- Gillian Ayres, 1962
- Born: 3 February 1930 Barnes, London, England
- Died: 11 April 2018 (aged 88) North Devon, England
- Education: St Paul's Girls' School; Camberwell School of Art
- Known for: Painting; Printmaking;
- Notable work: Antony and Cleopatra (1982)
- Spouse: ; Henry Mundy ​ ​(m. 1951; div. 1976)​
- Awards: Blackstone Prize 1988 ; Charles Wollaston Award, Royal Academy of Arts 1989 ;

= Gillian Ayres =

British artist (1930–2018)

Gillian Ayres (3 February 1930 – 11 April 2018) was an English painter. She is best known for abstract painting and printmaking using vibrant colours, which earned her a Turner Prize nomination.

==Early life and education==
Gillian Ayres was born to Florence and Stephen Ayres on 3 February 1930 in Barnes, London, the youngest of three sisters. She started school when she was six.
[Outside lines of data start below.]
//! Shared handle to the operator controls and the manual refresh trigger.

use std::sync::Arc;

use tokio::sync::{watch, Notify};

use crate::domain::dashboard::{ControlBounds, ControlsUpdate, DashboardControls};
use crate::domain::foundation::ValidationError;

/// Cloneable handle shared by the refresh loop and the operator API.
///
/// A controls change or a refresh request wakes the refresh loop from its
/// sleep. Refresh requests raised while a cycle is running collapse into a
/// single follow-up cycle.
#[derive(Debug, Clone)]
pub struct DashboardControlsHandle {
    controls: Arc<watch::Sender<DashboardControls>>,
    refresh: Arc<Notify>,
    bounds: ControlBounds,
}

impl DashboardControlsHandle {
    /// Validates `bounds` and `initial` before sharing them.
    pub fn new(initial: DashboardControls, bounds: ControlBounds) -> Result<Self, ValidationError> {
        bounds.validate()?;
        let initial = DashboardControls::new(
            initial.status_filter,
            initial.row_limit,
            initial.refresh_interval_secs,
            &bounds,
        )?;
        let (controls, _) = watch::channel(initial);
        Ok(Self {
            controls: Arc::new(controls),
            refresh: Arc::new(Notify::new()),
            bounds,
        })
    }

    pub fn current(&self) -> DashboardControls {
        *self.controls.borrow()
    }

    pub fn bounds(&self) -> ControlBounds {
        self.bounds
    }

    /// Applies a partial update; invalid updates leave the controls as they were.
    pub fn update(&self, update: &ControlsUpdate) -> Result<DashboardControls, ValidationError> {
        let next = update.apply(&self.current(), &self.bounds)?;
        self.controls.send_replace(next);
        tracing::info!(
            filter = %next.status_filter,
            row_limit = next.row_limit,
            refresh_interval_secs = next.refresh_interval_secs,
            "Dashboard controls updated"
        );
        Ok(next)
    }

    /// Requests a refresh now instead of waiting out the interval.
    pub fn refresh_now(&self) {
        self.refresh.notify_one();
    }

    pub(crate) fn subscribe(&self) -> watch::Receiver<DashboardControls> {
        self.controls.subscribe()
    }

    pub(crate) fn refresh_trigger(&self) -> Arc<Notify> {
        Arc::clone(&self.refresh)
    }
}
//! Tracing subscriber setup shared by both binaries.

use tracing_subscriber::{layer::SubscriberExt, util::SubscriberInitExt, EnvFilter};

use crate::config::{LogFormat, LoggingConfig};

/// Installs the global subscriber.
///
/// `RUST_LOG` overrides the configured filter. Calling this twice is a no-op,
/// which keeps tests that share a process from panicking.
pub fn init_tracing(config: &LoggingConfig) {
    let filter = EnvFilter::try_from_default_env()
        .or_else(|_| EnvFilter::try_new(&config.filter))
        .unwrap_or_else(|_| EnvFilter::new("info"));

    let registry = tracing_subscriber::registry().with(filter);

    let result = match config.format {
        LogFormat::Pretty => registry.with(tracing_subscriber::fmt::layer()).try_init(),
        LogFormat::Json => registry
            .with(tracing_subscriber::fmt::layer().json())
            .try_init(),
    };

    if result.is_err() {
        tracing::debug!("Tracing subscriber already installed");
    }
}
Her parents, a prosperous couple who owned a hatmaking factory, sent her to Ibstock, a progressive school in Roehampton run on Fröbel principles.
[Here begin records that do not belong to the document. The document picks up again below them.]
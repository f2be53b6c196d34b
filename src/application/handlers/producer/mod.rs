//! Producer handlers.
//!
//! Publishing with retries, and the paced loop that drives it.

mod producer_loop;
mod publish_appointment;

pub use producer_loop::{JitterPacer, ProducerLoop};
pub use publish_appointment::{PublishAppointmentHandler, PublishError, PublisherConfig};
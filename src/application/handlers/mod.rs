//! Application handlers.
//!
//! Command and query handlers that orchestrate domain operations.

pub mod dashboard;
pub mod producer;

pub use dashboard::{
    DashboardControlsHandle, FetchDatasetHandler, FetchDatasetQuery, FetchDatasetResult,
    RefreshLoop,
};
pub use producer::{
    JitterPacer, ProducerLoop, PublishAppointmentHandler, PublishError, PublisherConfig,
};
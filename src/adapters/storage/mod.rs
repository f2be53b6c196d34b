//! Storage Adapters
//!
//! In-process implementations of the read-side ports.
//!
//! ## Available Adapters
//!
//! - **InMemoryAppointmentStore** - Appointment rows in memory (testing/development)
//!
//! ## Usage
//!
//! ```ignore
//! use adapters::storage::InMemoryAppointmentStore;
//!
//! let store = InMemoryAppointmentStore::new();
//! store.ingest(&appointment).await;
//! let dataset = store.fetch_recent(None, 200).await?;
//! ```

mod in_memory_appointment_store;

pub use in_memory_appointment_store::InMemoryAppointmentStore;
//! EventChannel port - Interface to the durable message channel.
//!
//! The producer only relies on a publish/acknowledge contract: hand the
//! channel an encoded record for a topic and get back where it was durably
//! placed. Partitioning, replication and retention belong to the broker.

use async_trait::async_trait;
use chrono::{DateTime, Utc};
use serde::Serialize;
use std::fmt;

/// Confirmation that the channel durably accepted a record.
#[derive(Debug, Clone, PartialEq, Eq, Serialize)]
pub struct DeliveryReceipt {
    /// Topic (stream) the record landed in.
    pub topic: String,
    /// Physical placement within the topic (partition/offset equivalent).
    pub entry_id: String,
    pub acknowledged_at: DateTime<Utc>,
}

impl DeliveryReceipt {
    pub fn new(topic: impl Into<String>, entry_id: impl Into<String>) -> Self {
        Self {
            topic: topic.into(),
            entry_id: entry_id.into(),
            acknowledged_at: Utc::now(),
        }
    }
}

impl fmt::Display for DeliveryReceipt {
    fn fmt(&self, f: &mut fmt::Formatter<'_>) -> fmt::Result {
        write!(f, "{}@{}", self.topic, self.entry_id)
    }
}

/// Errors reported by a channel adapter.
#[derive(Debug, Clone, PartialEq, Eq, thiserror::Error)]
pub enum ChannelError {
    #[error("Channel connection failed: {0}")]
    Connection(String),

    #[error("Send timed out after {0:?}")]
    Timeout(std::time::Duration),

    #[error("Channel rejected record: {0}")]
    Rejected(String),
}

impl ChannelError {
    /// Transient failures may succeed on a later attempt.
    pub fn is_transient(&self) -> bool {
        matches!(self, ChannelError::Connection(_) | ChannelError::Timeout(_))
    }
}

/// Port for sending encoded records to the channel.
///
/// Implementations must:
/// - Return only after the channel acknowledged persistence
/// - Report transport trouble as a transient [`ChannelError`]
/// - Not retry internally (retry policy belongs to the caller)
#[async_trait]
pub trait EventChannel: Send + Sync {
    /// Sends one record. `event_id` travels alongside the payload for
    /// downstream de-duplication; no partitioning key is set.
    async fn send(
        &self,
        topic: &str,
        event_id: &str,
        payload: &[u8],
    ) -> Result<DeliveryReceipt, ChannelError>;
}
In 1941, Ayres was sent to Colet Court, the junior school for St Paul's, Hammersmith. She passed the entrance exam for St Paul's Girls' School the following year, and developed an interest in art while there. Among her schoolfriends was Shirley Williams, with whom she taught art to children in bomb-damaged parts of London.

Ayres then decided to go to art school. In 1946, she applied to the Slade School of Fine Art and was accepted. However, at sixteen, she was too young to enroll. She was advised to apply to the Camberwell School of Art and studied there from 1946 to 1950.

==Teaching==
Gillian Ayres worked part-time at the AIA Gallery in Soho from 1951-59 before starting a teaching career. She held a number of teaching posts through the 1960s and 1970s, becoming friends with painters such as Howard Hodgkin, Robyn Denny and Roger Hilton. In 1959, she was asked to teach at Bath Academy of Art, Corsham, for six weeks. She remained on the teaching staff until 1965.

For much of her time at Corsham she shared a teaching studio with Malcolm Hughes. She was a senior lecturer at Saint Martin's School of Art, London, from 1965 to 1978 and became head of painting at Winchester School of Art in 1978, the first female teacher in the UK to hold such a position. She left teaching in 1981, and moved to an old rectory on the Llŷn Peninsula in north-west Wales to become a full-time painter.

===Painting===

Antony and Cleopatra, 1982

Gillian Ayres' early works are typically made with thin vinyl paint in a limited number of colours arranged in relatively simple forms, but later works in oil paint are more exuberant and very colourful, with a thick impasto being used.

One of Ayres' early projects was a 1957 commission by architect Michael Greenwood to decorate the South Hampstead High School dining hall in north London. The murals, described as "the only true British contribution to American abstract expressionism", were quickly covered over with wallpaper before being rediscovered in 1983 in nearly perfect condition.

The titles of her paintings, such as Anthony and Cleopatra (1982), A Midsummer Night (1990) and Gyre and Gimble (2013), were usually given after the painting is completed and do not directly describe the content of the painting, but rather are intended to resonate with the general mood of the work.

===Printmaking===
Ayres was a dedicated printmaker, making prints with Jack Shirreff in Wiltshire, and in her later life with Peter Kosowicz at Thumbprint Editions, London. Ayres made her first print project, a group of three etchings, with the Alan Cristea Gallery in 1998. The Alan Cristea Gallery went on to present her works in seven solo exhibitions at the gallery, and numerous group exhibitions, and at art fairs around the world. Several of her solo exhibitions toured to institutes in the UK, and the gallery worked in partnership with institutions and museums, including Jerwood Gallery, Hastings (2010), the National Museum Cardiff, Wales (2017) and CAFA Art Museum, Beijing (2017) to bring Ayres’ work to wider audiences through major exhibitions of her paintings, drawings and prints.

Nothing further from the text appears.